Send health pings from your Azure Function applications to ensure Scheduled triggers work as expected

Send health pings from your Azure Function applications to ensure Scheduled triggers work as expected

In recent years I've spent all my time planning, designing solution architecture and building cloud solutions and systems in and around the Microsoft Azure ecosystem.

During the development of Functions at scale, processing billions of entities and hundreds of millions of queue items per month, it wasn't unexpected to bump into some issues along the road.

In this short post I'm mentioning some basic thoughts and tips around Azure Function development, and what could be worth thinking of.

Problem: Scheduled triggers that don't trigger

When I have a lot of Functions running, and I need to ensure that they consistently deliver the desired functionality and results, I can implement various checks to ensure they're behaving - including App Insight logs with "ping" messages to ensure that there's at least N messages in the last X minutes, else the Function didn't trigger successfully.

What we've noticed is that with Scheduled triggers, they don't always trigger. This is awkward, and we haven't found an exact solution or cause yet - not even on the Azure back-end side of the coin with the team.

With that, I'd always recommend putting some measures into place to ensure you properly monitor your systems - but this goes for any type of system, not just Azure Functions.

First up: See the real execution history in the logs

You should always have your Function connected to an Application Insights service for proper troubleshooting, diagnostics and logging. From your Application Insights, you can query the execution log of your Functions, to see the actual execution invocations and not just rely on the Azure Portal UI to tell you what's what.

In your application insights, go  to "Logs (Analytics)" and input this query. Adjust to your own variables and names accordingly.

 requests
| where operation_Name == 'ControlApp' and success == 'True'
| project timestamp, success, resultCode, operation_Id, cloud_RoleName, invocationId=customDimensions['InvocationId']
| order by timestamp desc

Tip: You can remove the "project" and property names to get the entire objects back. It'll be more expensive queries, but with more details if you need it.

A more detailed and recent (real world production logs) example of this output comes here. This is from a production-running function, running on an hourly schedule. If I didn't know any better, I'd say it's working - but with the health ping, I knew there was something going on. Here's a full detailed execution log from Log Analytics, of the real execution times. It's supposed to execute on the hour sharp, every hour.

2019-09-13 23:00:11.2918930
2019-09-14 00:00:12.9000800
2019-09-14 01:00:12.4637880
2019-09-14 02:00:12.3607540
2019-09-14 04:00:12.4945780
2019-09-14 06:00:13.6811620
2019-09-14 07:00:13.5528170
2019-09-14 12:00:16.3279970
2019-09-14 14:00:16.6707160
2019-09-14 15:00:17.4980010
2019-09-14 16:00:17.4174210

If you look closely you'll see that there's some entries missing:

  • 03:00
  • 05:00
  • 08:00
  • 09:00
  • 10:00
  • 11:00
  • 13:00

That's almost half of the entries just from my given time span. Point in case: Ensure you monitor your systems.

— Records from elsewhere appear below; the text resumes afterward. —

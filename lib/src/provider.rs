// Copyright (c) 2022-2023 The MobileCoin Foundation

//! Device discovery and connection

use std::fmt::Debug;

use async_trait::async_trait;
use hidapi::HidApi;

use crate::{transport::HidTransport, DeviceHandle, Error, HandleConfig};

/// Ledger provider manages ledger devices and connections
pub struct LedgerProvider {
    hid_api: HidApi,
}

/// Ledger device information for listing, used by connect
#[derive(Debug, Clone)]
pub struct LedgerInfo(hidapi::DeviceInfo);

impl LedgerProvider {
    /// Create a new ledger provider
    /// NOTE: only one provider may exist at a time (workaround for global HID context errors on macos/m1)
    pub fn new() -> Result<Self, Error> {
        let hid_api = HidApi::new().map_err(|_| Error::HidInit)?;

        Ok(Self { hid_api })
    }

    /// List available ledger devices
    pub fn list_devices(&self) -> Vec<LedgerInfo> {
        let devices: Vec<_> = HidTransport::list_ledgers(&self.hid_api)
            .cloned()
            .map(LedgerInfo)
            .collect();

        log::debug!("Found {} devices: {:?}", devices.len(), devices);

        devices
    }
}

impl std::fmt::Display for LedgerInfo {
    fn fmt(&self, f: &mut std::fmt::Formatter<'_>) -> std::fmt::Result {
        write!(
            f,
            "{:16} (USB, {:04x}:{:04x}, {})",
            self.0.product_string().unwrap_or("UNKNOWN"),
            self.0.vendor_id(),
            self.0.product_id(),
            self.0.serial_number().unwrap_or("UNKNOWN"),
        )
    }
}

/// Connect trait for supported transports
#[async_trait]
pub trait Connect {
    type Options: Debug;

    /// Connect to the specified device
    async fn connect(
        &self,
        opts: &Self::Options,
        cfg: HandleConfig,
    ) -> Result<DeviceHandle<HidTransport>, Error>;
}

/// Connect implementation for HID devices
#[async_trait]
impl Connect for LedgerProvider {
    type Options = LedgerInfo;

    async fn connect(
        &self,
        opts: &Self::Options,
        cfg: HandleConfig,
    ) -> Result<DeviceHandle<HidTransport>, Error> {
        // Connect to device
        let t = HidTransport::open_device(&self.hid_api, &opts.0)?;

        // Create handle
        Ok(DeviceHandle::with_config(t, cfg))
    }
}
//! Prelude to simplify downstream use of APDU objects
//!

pub use crate::{
    coin_version::{CoinId, CoinVersion, CoinVersionReq},
    command::{ApduCommand, ApduResponse, StatusWord},
    firmware::{FirmwareFlags, FirmwareVersion, FirmwareVersionReq},
    hash_input::{
        FinalizeBlock, FinalizeStatus, HashInputFinalizeReq, HashInputFinalizeResp,
        HashInputStartReq, InputHeader, InputRecord, StartMode,
    },
    hash_sign::{DeviceSignature, HashSignReq},
    path::{KeyPath, HARDENED},
    trusted_input::{BlockKind, TrustedInput, TrustedInputReq},
    wallet_keys::{AddressType, WalletPublicKey, WalletPublicKeyReq},
    ApduError, ApduReq, Instruction,
};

This issue appears to happen intermittently, and in various Regions. I have yet to figure out a pattern for the behavior - the only common denominator is that it happens, and it will happen again. Today, or next week or the coming month.

Until we can figure out what's going on, we're better off ensuring a proper monitoring around the systems we put to work for us.

In the next section I'm demonstrating a good way to send health pings from your functions (or containers, other apps...) and then create alerts for them, to ensure you get the expected executions - if you don't you'll be notified.

So, next up - let's monitor our Azure Functions execution schedule

I'll show two monitoring examples below.

  • Option 1: Custom alerts based on queries derived from the above data.
  • Option 2: Custom App Insight events from your applications, then custom alerts on that.

In each section I'll talk about the main differences and why I think Option 2 is my favorite for a more reliable monitoring experience.

Monitoring Option 1: Custom alerts based on default request logs

We'll take a look at how we can use the built-in request logs to set up monitoring with Application Insights. We don't just measure that any endpoint exist (e.g. not a "is this site alive" check), but we actually check the invocation list as per my above sample query.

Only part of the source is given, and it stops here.